Forgive yourself if you haven’t heard of Vásquez. He’s been getting good reviews for a decade, but The Sound of Things Falling is his first novel to get a major launch in the U.S. The narrator is Antonio Yammara, a clever but rather callow law professor in Bogotá whose life accidentally gets entangled with that of a man he meets by chance at a pool hall. Ricardo is older, a pilot by trade, just out of prison after 20 years, but his freedom doesn’t last long. While out walking with Antonio, he’s shot to death by an assassin on a motorcycle. Antonio gets shot too, but he survives.
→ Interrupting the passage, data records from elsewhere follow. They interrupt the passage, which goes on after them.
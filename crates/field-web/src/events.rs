use crate::dom::{self, Listener};
use crate::frame::FrameContext;
use crate::input;
use field_core::Simulation;
use std::cell::RefCell;
use std::rc::Rc;
use wasm_bindgen::JsCast;
use web_sys as web;

/// Attach resize and pointer listeners to the window. Dropping the returned
/// listeners detaches them.
pub fn wire(
    window: &web::Window,
    sim: &Rc<RefCell<Simulation>>,
    frame_ctx: &Rc<RefCell<FrameContext>>,
) -> anyhow::Result<Vec<Listener>> {
    Ok(vec![
        wire_resize(window, frame_ctx)?,
        wire_mousemove(window, sim)?,
        wire_mouseout(window, sim)?,
    ])
}

fn wire_resize(window: &web::Window, frame_ctx: &Rc<RefCell<FrameContext>>) -> anyhow::Result<Listener> {
    let frame_ctx = frame_ctx.clone();
    let win = window.clone();
    Listener::add(window, "resize", move |_ev: web::Event| {
        let viewport = dom::viewport(&win);
        let dpr = dom::device_pixel_ratio(&win);
        frame_ctx.borrow_mut().resize(viewport, dpr);
        log::debug!("[resize] {:.0}x{:.0} @{}x", viewport.width, viewport.height, dpr);
    })
}

fn wire_mousemove(window: &web::Window, sim: &Rc<RefCell<Simulation>>) -> anyhow::Result<Listener> {
    let sim = sim.clone();
    Listener::add(window, "mousemove", move |ev: web::Event| {
        if let Some(ev) = ev.dyn_ref::<web::MouseEvent>() {
            sim.borrow_mut().pointer_moved(input::pointer_viewport_px(ev));
        }
    })
}

fn wire_mouseout(window: &web::Window, sim: &Rc<RefCell<Simulation>>) -> anyhow::Result<Listener> {
    let sim = sim.clone();
    Listener::add(window, "mouseout", move |ev: web::Event| {
        if let Some(ev) = ev.dyn_ref::<web::MouseEvent>() {
            if input::left_window(ev) {
                sim.borrow_mut().pointer_left();
            }
        }
    })
}
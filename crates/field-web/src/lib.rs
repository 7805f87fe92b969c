#![cfg(target_arch = "wasm32")]
use anyhow::{anyhow, Context};
use field_core::{Simulation, StopHandle, Theme};
use std::cell::RefCell;
use std::rc::Rc;
use wasm_bindgen::prelude::*;
use web_sys as web;

mod config;
mod constants;
mod dom;
mod events;
mod frame;
mod input;
mod paint;
mod style;

use constants::{DEFAULT_BACKGROUND_CANVAS_ID, DEFAULT_CURSOR_CANVAS_ID, GRID_SPACING_ATTRIBUTE};

#[wasm_bindgen(start)]
pub fn start() -> Result<(), JsValue> {
    console_error_panic_hook::set_once();
    console_log::init_with_level(log::Level::Info).ok();
    log::info!("field-web starting");
    Ok(())
}

/// A mounted particle background: two canvases, their listeners and the
/// running frame loop. `unmount()` (or `free()` from JS) tears all of it down.
#[wasm_bindgen]
pub struct ParticleBackground {
    sim: Rc<RefCell<Simulation>>,
    document: web::Document,
    listeners: Vec<dom::Listener>,
    stop: Option<StopHandle>,
}

#[wasm_bindgen]
impl ParticleBackground {
    #[wasm_bindgen(constructor)]
    pub fn new(
        background_id: &str,
        cursor_id: &str,
        theme: &str,
    ) -> Result<ParticleBackground, JsValue> {
        mount(background_id, cursor_id, theme).map_err(|e| {
            log::error!("[mount] {:#}", e);
            JsValue::from_str(&format!("{e:#}"))
        })
    }

    /// Switch palette; the field is rebuilt and the cursor trail forgotten.
    /// Unknown names select the default theme.
    #[wasm_bindgen(js_name = setTheme)]
    pub fn set_theme(&mut self, theme: &str) {
        let theme = Theme::from_name(theme);
        self.sim.borrow_mut().set_theme(theme);
        dom::apply_document_theme(&self.document, theme);
    }

    pub fn theme(&self) -> String {
        self.sim.borrow().theme().name().to_owned()
    }

    #[wasm_bindgen(js_name = particleCount)]
    pub fn particle_count(&self) -> usize {
        self.sim.borrow().field().len()
    }

    #[wasm_bindgen(js_name = isRunning)]
    pub fn is_running(&self) -> bool {
        self.stop.as_ref().is_some_and(StopHandle::is_running)
    }

    /// Stop the frame loop and detach listeners. Safe to call more than once.
    pub fn unmount(&mut self) {
        if let Some(stop) = self.stop.take() {
            stop.stop();
            log::info!("[mount] stopped");
        }
        self.listeners.clear();
    }
}

impl Drop for ParticleBackground {
    fn drop(&mut self) {
        self.unmount();
    }
}

/// Mount on the canvases with ids `particle-bg` and `particle-cursor`.
#[wasm_bindgen(js_name = mountDefault)]
pub fn mount_default(theme: &str) -> Result<ParticleBackground, JsValue> {
    ParticleBackground::new(DEFAULT_BACKGROUND_CANVAS_ID, DEFAULT_CURSOR_CANVAS_ID, theme)
}

fn mount(background_id: &str, cursor_id: &str, theme: &str) -> anyhow::Result<ParticleBackground> {
    let (window, document) =
        dom::window_document().ok_or_else(|| anyhow!("no window/document"))?;
    let background_canvas = dom::canvas_by_id(&document, background_id)?;
    let cursor_canvas = dom::canvas_by_id(&document, cursor_id)?;

    let config = config::field_config(
        background_canvas
            .get_attribute(GRID_SPACING_ATTRIBUTE)
            .as_deref(),
    );
    let theme = Theme::from_name(theme);
    let viewport = dom::viewport(&window);
    let sim = Simulation::new(config, viewport, theme, rand::random())
        .context("invalid field configuration")?;
    let sim = Rc::new(RefCell::new(sim));

    let dpr = dom::device_pixel_ratio(&window);
    let mut background = paint::Canvas2d::new(background_canvas).context("background canvas")?;
    let mut cursor = paint::Canvas2d::new(cursor_canvas).context("cursor canvas")?;
    background.fit(viewport, dpr);
    cursor.fit(viewport, dpr);

    let frame_ctx = Rc::new(RefCell::new(frame::FrameContext::new(
        sim.clone(),
        background,
        cursor,
    )));
    let listeners = events::wire(&window, &sim, &frame_ctx)?;
    let stop = frame::start_loop(window, frame_ctx);
    dom::apply_document_theme(&document, theme);

    log::info!(
        "[mount] {:.0}x{:.0} @{}x theme={} particles={}",
        viewport.width,
        viewport.height,
        dpr,
        theme,
        sim.borrow().field().len()
    );
    Ok(ParticleBackground {
        sim,
        document,
        listeners,
        stop: Some(stop),
    })
}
This could easily be the setup for a Hitchcockian thriller, but Vásquez has subtler, less obvious intentions; he’s playing a deeper, longer game. The story drifts and tacks like a sailboat beating upwind: we learn about Antonio’s fragile marriage and his struggles with fatherhood and with the trauma of the attack. When he starts asking questions about the past of the near stranger who died next to him, they lead him to the final cockpit recording from a crashing airliner that killed Ricardo’s wife Elaine, an American who came to Colombia with the Peace Corps. Antonio also meets their daughter Maya, who tells him, eventually, that her father made a living flying marijuana and cocaine to the U.S. Only then–180-something pages in–do we feel as if we’ve come to the seed around which the book crystallizes: the drug trade that’s so central to Colombia’s recent history.

But once you see that, you realize it’s been there from the first page. The novel’s opening tableau–and this is typical of the kind of visual poetry Vásquez casually assembles from the broken world around him–is of the death of a hippopotamus, “a male the color of black pearls,” shot after it escaped from a vanity zoo built by the drug lord Pablo Escobar. Vásquez has said elsewhere that one of his goals in the book is to show “how the drug trade affects somebody not involved in it, somebody who–like me–has never seen a gram of coke in his life.”

He’s often compared to Roberto Bolaño, another Latin American writer in full flight from magical realism. Vásquez lacks Bolaño’s total immunity from cliché. (When your protagonist meets a woman with “the palest green eyes I’d ever seen,” who lives alone and keeps bees for a living, you know the fix is in.) But like Bolaño, he’s a master stylist and a virtuoso of patient pacing and intricate structure, and he uses the novel for much the same purpose Bolaño did: to map the deep, cascading damage done to our world by greed and violence and to concede that even love can’t repair it.